Brief — Go through the material below and return each line with the string "Result" in it.

Data provided —
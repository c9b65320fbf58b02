//! Synthetic clustered regression data.
//!
//! `k` of the `d` features carry signal. They are split into `h` clusters of
//! near-equal size and connected within their cluster with probability
//! `theta`, which defines the feature graph. Features outside the support are
//! isolated nodes.

use std::collections::BTreeMap;

use nalgebra::{DMatrix, DVector};
use nalgebra_sparse::CscMatrix;
use rand::rngs::StdRng;
use rand::seq::SliceRandom;
use rand::{Rng, SeedableRng};
use rand_distr::{Distribution, Normal};

use crate::error::{Result, SelectError};
use crate::sparse::{laplacian_from_adjacency, try_csc_from_triplets};

/// Generator configuration.
#[derive(Debug, Clone)]
pub struct SyntheticConfig {
    /// Number of samples.
    pub n: usize,
    /// Number of features.
    pub d: usize,
    /// Number of informative features.
    pub k: usize,
    /// Number of clusters.
    pub h: usize,
    /// Within-cluster connection probability.
    pub theta: f64,
    /// Noise standard deviation.
    pub gamma: f64,
    /// RNG seed; `None` seeds from entropy.
    pub seed: Option<u64>,
}

impl Default for SyntheticConfig {
    fn default() -> Self {
        SyntheticConfig {
            n: 500,
            d: 200,
            k: 20,
            h: 4,
            theta: 1.0,
            gamma: 2.5,
            seed: None,
        }
    }
}

/// A generated dataset with its ground truth.
#[derive(Debug, Clone)]
pub struct SyntheticData {
    /// Design matrix (`n x d`).
    pub x: DMatrix<f64>,
    /// Response.
    pub y: DVector<f64>,
    /// True coefficients, zero off the support.
    pub w_true: DVector<f64>,
    /// Symmetric 0/1 feature adjacency.
    pub adjacency: CscMatrix<f64>,
    /// Graph Laplacian `D - A`.
    pub laplacian: CscMatrix<f64>,
    /// True cluster index to member features.
    pub clusters_true: BTreeMap<usize, Vec<usize>>,
    /// True support, sorted.
    pub selected_true: Vec<usize>,
}

impl SyntheticConfig {
    fn validate(&self) -> Result<()> {
        if self.n == 0 || self.d == 0 || self.h == 0 {
            return Err(SelectError::InvalidProblem(format!(
                "n, d and h must be positive, got n={}, d={}, h={}",
                self.n, self.d, self.h
            )));
        }
        if self.k == 0 || self.k > self.d {
            return Err(SelectError::InvalidProblem(format!(
                "k must be in 1..={}, got {}",
                self.d, self.k
            )));
        }
        if !(0.0..=1.0).contains(&self.theta) {
            return Err(SelectError::InvalidProblem(format!(
                "theta must be a probability, got {}",
                self.theta
            )));
        }
        if !(self.gamma.is_finite() && self.gamma >= 0.0) {
            return Err(SelectError::InvalidProblem(format!(
                "gamma must be non-negative, got {}",
                self.gamma
            )));
        }
        Ok(())
    }
}

/// Generate a dataset.
pub fn generate(config: &SyntheticConfig) -> Result<SyntheticData> {
    config.validate()?;
    let SyntheticConfig {
        n,
        d,
        k,
        h,
        theta,
        gamma,
        ..
    } = *config;

    let mut rng = match config.seed {
        Some(seed) => StdRng::seed_from_u64(seed),
        None => StdRng::from_entropy(),
    };
    let normal = Normal::new(0.0, 1.0)
        .map_err(|e| SelectError::NumericalError(format!("normal distribution: {e}")))?;

    // Support and its clusters
    let mut features: Vec<usize> = (0..d).collect();
    features.shuffle(&mut rng);
    let support = &features[..k];

    let mut clusters_true: BTreeMap<usize, Vec<usize>> = BTreeMap::new();
    for (idx, &feature) in support.iter().enumerate() {
        clusters_true.entry(idx % h).or_default().push(feature);
    }
    for members in clusters_true.values_mut() {
        members.sort_unstable();
    }
    let mut selected_true = support.to_vec();
    selected_true.sort_unstable();

    // Within-cluster edges
    let (mut rows, mut cols) = (Vec::new(), Vec::new());
    for members in clusters_true.values() {
        for (a, &i) in members.iter().enumerate() {
            for &j in &members[a + 1..] {
                if rng.gen::<f64>() < theta {
                    rows.extend([i, j]);
                    cols.extend([j, i]);
                }
            }
        }
    }
    let vals = vec![1.0; rows.len()];
    let adjacency = try_csc_from_triplets(d, d, rows, cols, vals)?;
    let laplacian = laplacian_from_adjacency(&adjacency)?;

    // Coefficients grow with the cluster index, random sign
    let mut w_true = DVector::zeros(d);
    for (&cluster, members) in &clusters_true {
        for &feature in members {
            let sign = if rng.gen::<bool>() { 1.0 } else { -1.0 };
            w_true[feature] = sign * (1.0 + cluster as f64);
        }
    }

    let x = DMatrix::from_fn(n, d, |_, _| normal.sample(&mut rng));
    let noise = DVector::from_fn(n, |_, _| gamma * normal.sample(&mut rng));
    let y = &x * &w_true + noise;

    Ok(SyntheticData {
        x,
        y,
        w_true,
        adjacency,
        laplacian,
        clusters_true,
        selected_true,
    })
}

Answer to this task —
use crate::error::{Result, SelectError};
    fn validate(&self) -> Result<()> {
pub fn generate(config: &SyntheticConfig) -> Result<SyntheticData> {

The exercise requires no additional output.